Elle ne trouva rien de tout cela.
Dans ses yeux, il n’y avait qu’une conviction droite, presque désarmante. Pas l’admiration d’un courtisan. Pas la prudence d’un garde qui cherche à survivre à une conversation. Seulement la certitude d’une consigne tenue, peut-être même d’une promesse prise au sérieux.
La sincérité la prit de court.
Un sourire vint avant qu’elle n’ait le temps de le retenir.
Minuscule.
Mais réel.
— J’espère vraiment, souffla-t-elle.
En face, Nax conserva une posture impeccable.
À l’intérieur, pourtant, quelque chose leva les bras en signe de victoire.
Enfin. Elle se calme. Très bien. Ne gâche pas tout. Pas d’embrouille avant le perron, par pitié.
Un élève, dehors, choisit précisément cet instant pour contredire toute idée de calme.
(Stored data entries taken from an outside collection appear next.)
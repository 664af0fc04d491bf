//! Context collection.
//!
//! Memory assembles the input a capability sees when acting on a node. It
//! owns no authoritative state: everything here is a pure function of the
//! graph at collection time, recomputed on each scheduler tick. The
//! running article in particular is derived from finished composition
//! nodes and never stored back.

use crate::config::{Mode, ScribeConfig};
use crate::graph::NodeArena;
use crate::node::{ActionName, NodeId, NodeKind, TaskType};
use serde::{Deserialize, Serialize};

/// Length, in characters, of outer-sibling summaries.
const SUMMARY_LEN: usize = 160;

/// Configuration slice exposed to capabilities.
#[derive(Debug, Clone, Copy, PartialEq, Serialize, Deserialize)]
pub struct TaskSettings {
    pub mode: Mode,
    pub max_layers: u32,
    pub post_reflect: bool,
}

impl Default for TaskSettings {
    fn default() -> Self {
        Self {
            mode: Mode::Report,
            max_layers: 4,
            post_reflect: false,
        }
    }
}

/// Structured input context for one capability invocation.
#[derive(Debug, Clone, Default, PartialEq, Serialize, Deserialize)]
pub struct NodeContext {
    /// Ordered concatenation of finished composition results, in nid order.
    pub running_article: String,
    /// Goals of containment ancestors, root first, down to the parent.
    pub goal_trail: Vec<String>,
    /// Results of this node's predecessors, in topological order.
    pub predecessor_results: Vec<(String, String)>,
    /// Results of this node's children, populated for aggregation.
    pub child_results: Vec<(String, String)>,
    /// Short summaries of finished composition siblings.
    pub sibling_summaries: Vec<String>,
    /// Configuration applicable to this node's task type.
    pub settings: TaskSettings,
}

/// Serializable memory state written into snapshots.
///
/// Carries only derived values; on load, everything is recomputed from the
/// graph, and the article text is kept for inspection tooling.
#[derive(Debug, Clone, Default, PartialEq, Serialize, Deserialize)]
pub struct MemoryState {
    pub article: String,
}

/// Stateless collector over the node arena.
pub struct Memory;

impl Memory {
    /// The running article: finished composition results in nid order.
    pub fn running_article(arena: &NodeArena) -> String {
        arena
            .finished_compositions()
            .iter()
            .map(|n| n.result_text())
            .filter(|t| !t.is_empty())
            .collect::<Vec<_>>()
            .join("\n\n")
    }

    /// Snapshot form of the derived memory.
    pub fn state(arena: &NodeArena) -> MemoryState {
        MemoryState {
            article: Self::running_article(arena),
        }
    }

    /// Build the context for dispatching `action` on node `id`.
    pub fn collect(
        arena: &NodeArena,
        id: NodeId,
        config: &ScribeConfig,
        action: ActionName,
    ) -> NodeContext {
        let Some(node) = arena.get(id) else {
            return NodeContext::default();
        };

        let mut context = NodeContext {
            running_article: Self::running_article(arena),
            settings: TaskSettings {
                mode: config.mode,
                max_layers: config.scheduler.max_layers,
                post_reflect: config.post_reflect.enabled,
            },
            ..Default::default()
        };

        // Ancestral goal trail, root first, excluding the node itself.
        let mut trail = Vec::new();
        let mut current = node.outer;
        while let Some(outer) = current {
            if let Some(ancestor) = arena.get(outer) {
                trail.push(ancestor.goal.clone());
                current = ancestor.outer;
            } else {
                break;
            }
        }
        trail.reverse();
        context.goal_trail = trail;

        // Predecessor results, ordered by the parent's topological order.
        let mut predecessors: Vec<NodeId> = node.predecessors.clone();
        predecessors.sort_by_key(|&p| arena.topo_index(p));
        context.predecessor_results = predecessors
            .iter()
            .filter_map(|&p| arena.get(p))
            .map(|p| (p.nid.to_string(), p.result_text()))
            .collect();

        // Children results feed aggregation; failed children appear as
        // their error rendering so a degraded aggregate is possible.
        if action == ActionName::Aggregate {
            if let Some(graph) = arena.inner_graph(id) {
                context.child_results = graph
                    .topo
                    .iter()
                    .filter_map(|&c| arena.get(c))
                    .map(|c| (c.nid.to_string(), c.result_text()))
                    .collect();
            }
        }

        // Composition nodes see summaries of already-finished composition
        // siblings that contributed earlier sections.
        if node.task_type == TaskType::Composition && node.kind == NodeKind::Execute {
            if let Some(outer) = node.outer {
                if let Some(graph) = arena.inner_graph(outer) {
                    let mut siblings: Vec<_> = graph
                        .members
                        .iter()
                        .filter(|&&s| s != id)
                        .filter_map(|&s| arena.get(s))
                        .filter(|s| {
                            s.task_type == TaskType::Composition
                                && s.status == crate::node::NodeStatus::Finished
                        })
                        .collect();
                    siblings.sort_by(|a, b| a.nid.cmp(&b.nid));
                    context.sibling_summaries = siblings
                        .iter()
                        .map(|s| Self::summarize(&s.result_text()))
                        .collect();
                }
            }
        }

        context
    }

    /// Bounded prefix summary, safe on multi-byte boundaries.
    pub fn summarize(text: &str) -> String {
        if text.chars().count() <= SUMMARY_LEN {
            return text.to_string();
        }
        let prefix: String = text.chars().take(SUMMARY_LEN).collect();
        format!("{prefix}…")
    }
}

#[cfg(test)]
mod tests {
    use super::*;
    use crate::capability::SubtaskSpec;
    use crate::node::{NodeOutcome, NodeStatus};

    fn arena_with_children() -> (NodeArena, Vec<NodeId>) {
        let mut arena = NodeArena::new("write a report on bees", TaskType::Composition);
        let root = arena.root();
        arena.advance_readiness();
        arena.set_status(root, NodeStatus::Doing);
        let application = arena
            .apply_plan(
                root,
                &[
                    SubtaskSpec::new(TaskType::Reasoning, "outline themes"),
                    SubtaskSpec::new(TaskType::Composition, "intro").depends_on(0),
                    SubtaskSpec::new(TaskType::Composition, "body").depends_on(1),
                ],
                4,
            )
            .unwrap();
        arena.set_status(root, NodeStatus::PlanDone);
        (arena, application.added)
    }

    #[test]
    fn test_running_article_nid_order() {
        let (mut arena, children) = arena_with_children();
        // Finish body before intro; article must still read intro first.
        arena
            .record_outcome(
                children[2],
                NodeOutcome::Text { text: "Body text.".into() },
                NodeStatus::Finished,
            )
            .unwrap();
        arena
            .record_outcome(
                children[1],
                NodeOutcome::Text { text: "Intro text.".into() },
                NodeStatus::Finished,
            )
            .unwrap();

        assert_eq!(Memory::running_article(&arena), "Intro text.\n\nBody text.");
    }

    #[test]
    fn test_reasoning_results_stay_out_of_article() {
        let (mut arena, children) = arena_with_children();
        arena
            .record_outcome(
                children[0],
                NodeOutcome::Conclusion { conclusion: "themes: pollination".into() },
                NodeStatus::Finished,
            )
            .unwrap();
        assert_eq!(Memory::running_article(&arena), "");
    }

    #[test]
    fn test_goal_trail_and_predecessors() {
        let (mut arena, children) = arena_with_children();
        arena
            .record_outcome(
                children[0],
                NodeOutcome::Conclusion { conclusion: "themes: pollination".into() },
                NodeStatus::Finished,
            )
            .unwrap();

        let config = ScribeConfig::default();
        let context = Memory::collect(&arena, children[1], &config, ActionName::Write);

        assert_eq!(context.goal_trail, vec!["write a report on bees".to_string()]);
        assert_eq!(
            context.predecessor_results,
            vec![("0.1".to_string(), "themes: pollination".to_string())]
        );
        assert!(context.child_results.is_empty());
    }

    #[test]
    fn test_child_results_for_aggregation_in_topo_order() {
        let (mut arena, children) = arena_with_children();
        for (i, &child) in children.iter().enumerate() {
            arena
                .record_outcome(
                    child,
                    NodeOutcome::Text { text: format!("part {i}") },
                    NodeStatus::Finished,
                )
                .unwrap();
        }

        let config = ScribeConfig::default();
        let context = Memory::collect(&arena, arena.root(), &config, ActionName::Aggregate);
        let nids: Vec<&str> = context.child_results.iter().map(|(n, _)| n.as_str()).collect();
        assert_eq!(nids, vec!["0.1", "0.2", "0.3"]);
    }

    #[test]
    fn test_sibling_summaries_only_for_finished_compositions() {
        let (mut arena, children) = arena_with_children();
        arena
            .record_outcome(
                children[1],
                NodeOutcome::Text { text: "Intro text that precedes the body.".into() },
                NodeStatus::Finished,
            )
            .unwrap();

        let config = ScribeConfig::default();
        let context = Memory::collect(&arena, children[2], &config, ActionName::Write);
        assert_eq!(context.sibling_summaries.len(), 1);
        assert!(context.sibling_summaries[0].starts_with("Intro text"));
    }

    #[test]
    fn test_summarize_bounds_length() {
        let long = "x".repeat(500);
        let summary = Memory::summarize(&long);
        assert!(summary.chars().count() <= SUMMARY_LEN + 1);
        assert!(summary.ends_with('…'));

        assert_eq!(Memory::summarize("short"), "short");
    }
}
//! Standalone server binary.
//!
//! Serves the offline capability registry by default; embedders wanting
//! live providers build their own binary around [`scribe_server::serve`]
//! with a populated registry.

use scribe_core::scripted::offline_registry;
use scribe_core::RunManager;
use std::sync::Arc;
use tracing_subscriber::EnvFilter;

#[tokio::main]
async fn main() -> anyhow::Result<()> {
    tracing_subscriber::fmt()
        .with_env_filter(
            EnvFilter::try_from_default_env().unwrap_or_else(|_| EnvFilter::new("info")),
        )
        .init();

    let data_dir =
        std::env::var("SCRIBE_DATA_DIR").unwrap_or_else(|_| "./scribe-data".to_string());
    let addr = std::env::var("SCRIBE_ADDR").unwrap_or_else(|_| "127.0.0.1:8080".to_string());

    let manager = Arc::new(RunManager::new(data_dir, offline_registry())?);
    scribe_server::serve(manager, &addr).await
}
//! At-most-once memoization of capability calls.
//!
//! The cache maps a [`Fingerprint`] to the JSON result of a previously
//! completed call. Concurrent callers with an identical fingerprint share a
//! single underlying computation: the first caller installs an in-flight
//! slot backed by a watch channel, late arrivals await it and observe the
//! same outcome. Successful results are durable when a persistence root is
//! configured; errors are delivered to waiters but never stored.
//!
//! On-disk layout: `<root>/<namespace>/<hex[0..2]>/<hex>`, one JSON file per
//! fingerprint. Files are written to a temp path and renamed so readers
//! never observe partial entries.

use crate::error::{Result, StoreError};
use crate::fingerprint::Fingerprint;
use parking_lot::Mutex;
use serde_json::Value;
use std::collections::HashMap;
use std::future::Future;
use std::path::{Path, PathBuf};
use tokio::sync::watch;
use tracing::{debug, warn};

/// Outcome of a cached computation.
///
/// `Ok` results are memoized; `Err` carries a JSON-encoded error that is
/// shared with concurrent waiters but never written to the cache.
pub type ComputeOutcome = std::result::Result<Value, Value>;

/// Counters describing cache effectiveness.
#[derive(Debug, Clone, Copy, Default, PartialEq, Eq)]
pub struct CacheMetrics {
    /// Lookups answered from memory or disk.
    pub hits: u64,
    /// Lookups that found nothing.
    pub misses: u64,
    /// Computations actually performed.
    pub computations: u64,
    /// Callers that joined an in-flight computation.
    pub joined: u64,
}

enum Slot {
    Ready(Value),
    InFlight(watch::Receiver<Option<ComputeOutcome>>),
}

enum Claim {
    Hit(Value),
    Waiter(watch::Receiver<Option<ComputeOutcome>>),
    Leader(watch::Sender<Option<ComputeOutcome>>),
}

struct Inner {
    slots: HashMap<String, Slot>,
    metrics: CacheMetrics,
}

/// Content-addressed call cache for one resource class.
///
/// A run typically holds two instances, one for the `llm` namespace and one
/// for `search`. All methods take `&self`; interior state is guarded by a
/// mutex that is never held across an await point.
pub struct CallCache {
    namespace: String,
    dir: Option<PathBuf>,
    inner: Mutex<Inner>,
}

impl CallCache {
    /// Create a memory-only cache for the given namespace.
    pub fn in_memory(namespace: impl Into<String>) -> Self {
        Self {
            namespace: namespace.into(),
            dir: None,
            inner: Mutex::new(Inner {
                slots: HashMap::new(),
                metrics: CacheMetrics::default(),
            }),
        }
    }

    /// Create a cache persisted under `<root>/<namespace>`.
    pub fn persistent(namespace: impl Into<String>, root: &Path) -> Result<Self> {
        let namespace = namespace.into();
        let dir = root.join(&namespace);
        std::fs::create_dir_all(&dir)?;
        Ok(Self {
            namespace,
            dir: Some(dir),
            inner: Mutex::new(Inner {
                slots: HashMap::new(),
                metrics: CacheMetrics::default(),
            }),
        })
    }

    /// Namespace this cache serves.
    pub fn namespace(&self) -> &str {
        &self.namespace
    }

    /// Whether successful results survive process restarts.
    pub fn is_persistent(&self) -> bool {
        self.dir.is_some()
    }

    /// Snapshot of the effectiveness counters.
    pub fn metrics(&self) -> CacheMetrics {
        self.inner.lock().metrics
    }

    /// Pure lookup: memory first, then disk. Never triggers computation and
    /// never joins an in-flight slot.
    pub fn get(&self, fp: &Fingerprint) -> Option<Value> {
        {
            let inner = self.inner.lock();
            if let Some(Slot::Ready(value)) = inner.slots.get(fp.as_hex()) {
                return Some(value.clone());
            }
        }
        self.read_disk(fp)
    }

    /// Return the cached result for `fp`, computing it at most once across
    /// concurrent callers.
    ///
    /// The first caller for a given fingerprint runs `compute`; every
    /// concurrent caller with the same fingerprint blocks on the in-flight
    /// slot and observes the identical outcome. An `Err` outcome resolves
    /// waiters but leaves no cache entry, so a later call computes again.
    pub async fn get_or_compute<F, Fut>(&self, fp: &Fingerprint, compute: F) -> Result<ComputeOutcome>
    where
        F: FnOnce() -> Fut,
        Fut: Future<Output = ComputeOutcome>,
    {
        let claim = match self.existing_claim(fp) {
            Some(claim) => claim,
            None => {
                // Disk probe happens without the lock held.
                if let Some(value) = self.read_disk(fp) {
                    self.store_ready(fp, &value, true);
                    return Ok(Ok(value));
                }
                self.claim_or_install(fp)
            }
        };

        match claim {
            Claim::Hit(value) => Ok(Ok(value)),
            Claim::Waiter(mut rx) => {
                let outcome = rx
                    .wait_for(Option::is_some)
                    .await
                    .map_err(|_| StoreError::Abandoned(fp.as_hex().to_string()))?
                    .clone();
                // wait_for only resolves once the leader published Some.
                outcome.ok_or_else(|| StoreError::Abandoned(fp.as_hex().to_string()))
            }
            Claim::Leader(tx) => {
                self.inner.lock().metrics.computations += 1;
                let outcome = compute().await;

                match &outcome {
                    Ok(value) => {
                        if let Err(err) = self.write_disk(fp, value) {
                            warn!(
                                namespace = %self.namespace,
                                fingerprint = %fp,
                                error = %err,
                                "failed to persist cache entry"
                            );
                        }
                        self.store_ready(fp, value, false);
                    }
                    Err(_) => {
                        // Errors are not cached: drop the slot so the next
                        // caller computes again.
                        self.inner.lock().slots.remove(fp.as_hex());
                    }
                }

                let _ = tx.send(Some(outcome.clone()));
                Ok(outcome)
            }
        }
    }

    /// Look up an existing memory slot, counting the hit or join.
    fn existing_claim(&self, fp: &Fingerprint) -> Option<Claim> {
        let mut inner = self.inner.lock();
        let claim = match inner.slots.get(fp.as_hex()) {
            Some(Slot::Ready(value)) => Some(Claim::Hit(value.clone())),
            Some(Slot::InFlight(rx)) => Some(Claim::Waiter(rx.clone())),
            None => None,
        };
        match &claim {
            Some(Claim::Hit(_)) => inner.metrics.hits += 1,
            Some(Claim::Waiter(_)) => inner.metrics.joined += 1,
            _ => {}
        }
        claim
    }

    /// Re-check for a racing caller, then install this caller as leader.
    fn claim_or_install(&self, fp: &Fingerprint) -> Claim {
        let mut inner = self.inner.lock();
        let claim = match inner.slots.get(fp.as_hex()) {
            Some(Slot::Ready(value)) => Some(Claim::Hit(value.clone())),
            Some(Slot::InFlight(rx)) => Some(Claim::Waiter(rx.clone())),
            None => None,
        };
        match claim {
            Some(existing) => {
                match &existing {
                    Claim::Hit(_) => inner.metrics.hits += 1,
                    Claim::Waiter(_) => inner.metrics.joined += 1,
                    Claim::Leader(_) => {}
                }
                existing
            }
            None => {
                let (tx, rx) = watch::channel(None);
                inner
                    .slots
                    .insert(fp.as_hex().to_string(), Slot::InFlight(rx));
                inner.metrics.misses += 1;
                Claim::Leader(tx)
            }
        }
    }

    /// Publish a ready value into the memory map.
    ///
    /// When `only_if_vacant` is set (disk promotion) an in-flight slot is
    /// left alone so its waiters still resolve through the leader.
    fn store_ready(&self, fp: &Fingerprint, value: &Value, only_if_vacant: bool) {
        let mut inner = self.inner.lock();
        if only_if_vacant && inner.slots.contains_key(fp.as_hex()) {
            inner.metrics.hits += 1;
            return;
        }
        if only_if_vacant {
            inner.metrics.hits += 1;
        }
        inner
            .slots
            .insert(fp.as_hex().to_string(), Slot::Ready(value.clone()));
    }

    fn entry_path(&self, fp: &Fingerprint) -> Option<PathBuf> {
        self.dir
            .as_ref()
            .map(|dir| dir.join(fp.prefix()).join(fp.as_hex()))
    }

    fn read_disk(&self, fp: &Fingerprint) -> Option<Value> {
        let path = self.entry_path(fp)?;
        let bytes = std::fs::read(&path).ok()?;
        match serde_json::from_slice(&bytes) {
            Ok(value) => {
                debug!(namespace = %self.namespace, fingerprint = %fp, "cache entry loaded from disk");
                Some(value)
            }
            Err(err) => {
                warn!(
                    namespace = %self.namespace,
                    path = %path.display(),
                    error = %err,
                    "discarding unreadable cache entry"
                );
                None
            }
        }
    }

    fn write_disk(&self, fp: &Fingerprint, value: &Value) -> Result<()> {
        let Some(path) = self.entry_path(fp) else {
            return Ok(());
        };
        if let Some(parent) = path.parent() {
            std::fs::create_dir_all(parent)?;
        }

        let tmp = path.with_extension("tmp");
        std::fs::write(&tmp, serde_json::to_vec(value)?)?;
        std::fs::rename(&tmp, &path)?;
        Ok(())
    }
}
Visiblement incapable de se souvenir qu’il appartenait à une école et non à une parade, il s’arracha du sol dans une vrille parfaite. Son habit bleu et or s’ouvrit autour de lui comme une bannière prise dans le vent, puis des éclats d’inseilles dessinèrent une spirale claire à la suite de son mouvement. Il retomba avec une légèreté provocante, tourna sur lui-même, puis salua la calèche d’un grand geste théâtral.
Son rire claqua dans l’air comme un carillon.
Léonore resta une seconde immobile.
Puis elle leva la main.
Un signe presque timide. Bref. Pas royal. Pas calculé.
Un geste qu’elle n’aurait jamais fait la veille.
Le carrosse aborda la dernière courbe.
À l’avant, les Épronsd-ardi s’ébrouèrent, et leurs sabots frappèrent le gravier blanc en une cadence lente, solennelle, parfaitement accordée à l’approche du manoir. Autour du toit, les flocons-pétales lavés de rose tourbillonnaient plus largement, vastes comme des fleurs sous un vent invisible.
Léonore garda la main près de la vitre un instant de trop.
Puis elle la laissa retomber sur ses genoux, comme si elle venait de toucher, de loin, une liberté qui ne lui appartenait pas encore.